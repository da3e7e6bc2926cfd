use rust_decimal::Decimal;

use super::*;

fn row(cells: &[(&str, &str)]) -> SheetRow {
    SheetRow::from_pairs(cells.iter().copied())
}

fn simple(sku: &str, name: &str, price: &str, stock: &str) -> SheetRow {
    row(&[
        ("SKU", sku),
        ("Name", name),
        ("Tipo", "Simple"),
        ("Price", price),
        ("Stock", stock),
        ("Category", "Telas"),
    ])
}

fn parent(sku: &str, name: &str, price: &str) -> SheetRow {
    row(&[
        ("SKU", sku),
        ("Name", name),
        ("Tipo", "Parent"),
        ("Price", price),
        ("Stock", "99"),
    ])
}

fn variation(sku: &str, name: &str, stock: &str) -> SheetRow {
    row(&[
        ("SKU", sku),
        ("Name", name),
        ("Tipo", "Variation"),
        ("Stock", stock),
    ])
}

#[test]
fn parent_stock_is_sum_of_variations() {
    let out = reconcile_rows(vec![
        parent("P1", "Tela 15", "100"),
        variation("P1-A", "Cor:Azul", "3"),
        variation("P1-B", "Cor:Preto", "5"),
    ]);

    assert!(out.warnings.is_empty());
    assert_eq!(out.records.len(), 1);
    let p = &out.records[0];
    assert_eq!(p.sku.as_deref(), Some("P1"));
    assert_eq!(p.has_variations, Some(true));
    assert_eq!(p.stock, Some(8));
    let vars = p.variations.as_ref().expect("variations");
    assert_eq!(vars.len(), 2);
    assert_eq!(vars[0].sku, "P1-A");
    assert_eq!(vars[1].value, "Preto");
}

#[test]
fn parent_own_stock_cell_is_ignored() {
    let out = reconcile_rows(vec![parent("P1", "Tela", "10")]);
    assert_eq!(out.records[0].stock, Some(0));
}

#[test]
fn variation_name_splitting() {
    assert_eq!(
        split_variation_name("Versão:M15"),
        ("Versão".to_string(), "M15".to_string())
    );
    assert_eq!(
        split_variation_name(" Cor : Azul claro "),
        ("Cor".to_string(), "Azul claro".to_string())
    );
    assert_eq!(
        split_variation_name("Azul"),
        ("Cor".to_string(), "Azul".to_string())
    );
    assert_eq!(
        split_variation_name("A:B:C"),
        ("A".to_string(), "B:C".to_string())
    );
}

#[test]
fn variation_price_defaults_to_parent_price() {
    let out = reconcile_rows(vec![
        parent("P1", "Tela", "1.200,50"),
        variation("V1", "Azul", "1"),
        row(&[
            ("SKU", "V2"),
            ("Name", "Preto"),
            ("Tipo", "Variation"),
            ("Price", "214,29"),
            ("Stock", "2"),
        ]),
    ]);
    let vars = out.records[0].variations.as_ref().unwrap();
    assert_eq!(vars[0].price, Decimal::new(120_050, 2));
    assert_eq!(vars[1].price, Decimal::new(21_429, 2));
}

#[test]
fn orphan_variation_is_dropped_with_warning() {
    let out = reconcile_rows(vec![
        variation("V0", "Azul", "4"),
        simple("S1", "Capa", "10", "2"),
    ]);
    assert_eq!(out.records.len(), 1);
    assert_eq!(out.records[0].sku.as_deref(), Some("S1"));
    assert_eq!(
        out.warnings,
        vec![ReconcileWarning::OrphanVariation {
            row: 1,
            sku: Some("V0".to_string())
        }]
    );
}

#[test]
fn simple_rows_do_not_reset_current_parent() {
    let out = reconcile_rows(vec![
        parent("P1", "Tela", "10"),
        simple("S1", "Capa", "5", "1"),
        variation("V1", "Azul", "4"),
    ]);
    assert_eq!(out.records.len(), 2);
    assert_eq!(out.records[0].stock, Some(4));
    assert_eq!(out.records[1].has_variations, Some(false));
}

#[test]
fn simple_row_overwriting_parent_clears_pointer() {
    let out = reconcile_rows(vec![
        parent("P1", "Tela", "10"),
        simple("P1", "Tela simples", "5", "1"),
        variation("V1", "Azul", "4"),
    ]);
    assert_eq!(out.records.len(), 1);
    assert_eq!(out.records[0].has_variations, Some(false));
    assert_eq!(out.records[0].stock, Some(1));
    assert_eq!(out.warnings.len(), 1);
}

#[test]
fn new_parent_takes_over_subsequent_variations() {
    let out = reconcile_rows(vec![
        parent("P1", "Tela A", "10"),
        variation("A1", "Azul", "1"),
        parent("P2", "Tela B", "20"),
        variation("B1", "Verde", "2"),
        variation("B2", "Rosa", "3"),
    ]);
    assert_eq!(out.records[0].stock, Some(1));
    assert_eq!(out.records[1].stock, Some(5));
    assert_eq!(out.records[1].variations.as_ref().unwrap().len(), 2);
}

#[test]
fn duplicate_sku_last_write_wins_in_first_seen_position() {
    let out = reconcile_rows(vec![
        simple("S1", "Old", "1", "1"),
        simple("S2", "Other", "1", "1"),
        simple("S1", "New", "2", "7"),
    ]);
    assert_eq!(out.records.len(), 2);
    assert_eq!(out.records[0].name.as_deref(), Some("New"));
    assert_eq!(out.records[0].stock, Some(7));
    assert_eq!(out.records[1].sku.as_deref(), Some("S2"));
}

#[test]
fn missing_sku_is_skipped_with_warning() {
    let out = reconcile_rows(vec![simple("", "Sem SKU", "1", "1")]);
    assert!(out.records.is_empty());
    assert_eq!(out.warnings, vec![ReconcileWarning::MissingSku { row: 1 }]);
}

#[test]
fn unrecognized_columns_become_trimmed_attributes() {
    let out = reconcile_rows(vec![row(&[
        ("SKU", "S1"),
        ("Name", "Tela"),
        ("Qualidade", " Premium "),
        ("Garantia", ""),
        ("PRICE", "10"),
        ("Categoria", "Telas"),
    ])]);
    let record = &out.records[0];
    let attrs = record.attributes.as_ref().unwrap();
    assert_eq!(attrs.len(), 1);
    assert_eq!(attrs.get("Qualidade").map(String::as_str), Some("Premium"));
    assert_eq!(record.price, Some(Decimal::new(10, 0)));
    assert_eq!(record.category.as_deref(), Some("Telas"));
}

#[test]
fn missing_kind_defaults_to_simple_and_price_to_zero() {
    let out = reconcile_rows(vec![row(&[("SKU", "S1"), ("Name", "Capa"), ("Price", "grátis")])]);
    let record = &out.records[0];
    assert_eq!(record.has_variations, Some(false));
    assert_eq!(record.price, Some(Decimal::ZERO));
    assert_eq!(record.stock, Some(0));
}

#[test]
fn row_kind_parse_accepts_portuguese_labels() {
    assert_eq!(RowKind::parse(Some("Pai")), RowKind::Parent);
    assert_eq!(RowKind::parse(Some("Variação")), RowKind::Variation);
    assert_eq!(RowKind::parse(Some("variation")), RowKind::Variation);
    assert_eq!(RowKind::parse(Some("whatever")), RowKind::Simple);
    assert_eq!(RowKind::parse(None), RowKind::Simple);
}

#[test]
fn reconciliation_is_deterministic() {
    let rows = vec![
        parent("P1", "Tela", "10"),
        variation("V1", "Cor:Azul", "2"),
        simple("S1", "Capa", "3", "4"),
    ];
    assert_eq!(reconcile_rows(rows.clone()), reconcile_rows(rows));
}

#[test]
fn warning_display_mentions_row() {
    let w = ReconcileWarning::OrphanVariation {
        row: 4,
        sku: None,
    };
    assert_eq!(w.to_string(), "row 4: variation (no sku) has no parent row; dropped");
}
---+---
# [EXERCISE]
Using the listing above, state the number of lines that hold "Decimal", with no other text.

# [SOLUTION FOR THIS PROBLEM]
5